*What is needed*:
Tally the lines below that hold the string "static", and report the tally by itself.

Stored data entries
++++++++++++++++++++
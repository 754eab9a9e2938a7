use axum::extract::State;
use axum::{routing::get, Json, Router};
use serde::Serialize;

use crate::state::AppState;

/// Health check response payload.
#[derive(Serialize)]
pub struct HealthResponse {
    /// Overall service status.
    pub status: &'static str,
    /// Crate version from Cargo.toml.
    pub version: &'static str,
    /// Whether the database is reachable.
    pub db_healthy: bool,
}

/// GET /health -- returns service and database health.
async fn health_check(State(state): State<AppState>) -> Json<HealthResponse> {
    let db_healthy = landex_db::health_check(&state.pool).await.is_ok();

    let status = if db_healthy { "ok" } else { "degraded" };

    Json(HealthResponse {
        status,
        version: env!("CARGO_PKG_VERSION"),
        db_healthy,
    })
}

/// Mount health check routes (intended for root-level, NOT under `/api/v1`).
pub fn router() -> Router<AppState> {
    Router::new().route("/health", get(health_check))
}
++++++++++++++++++++
*Solution for this problem*:
2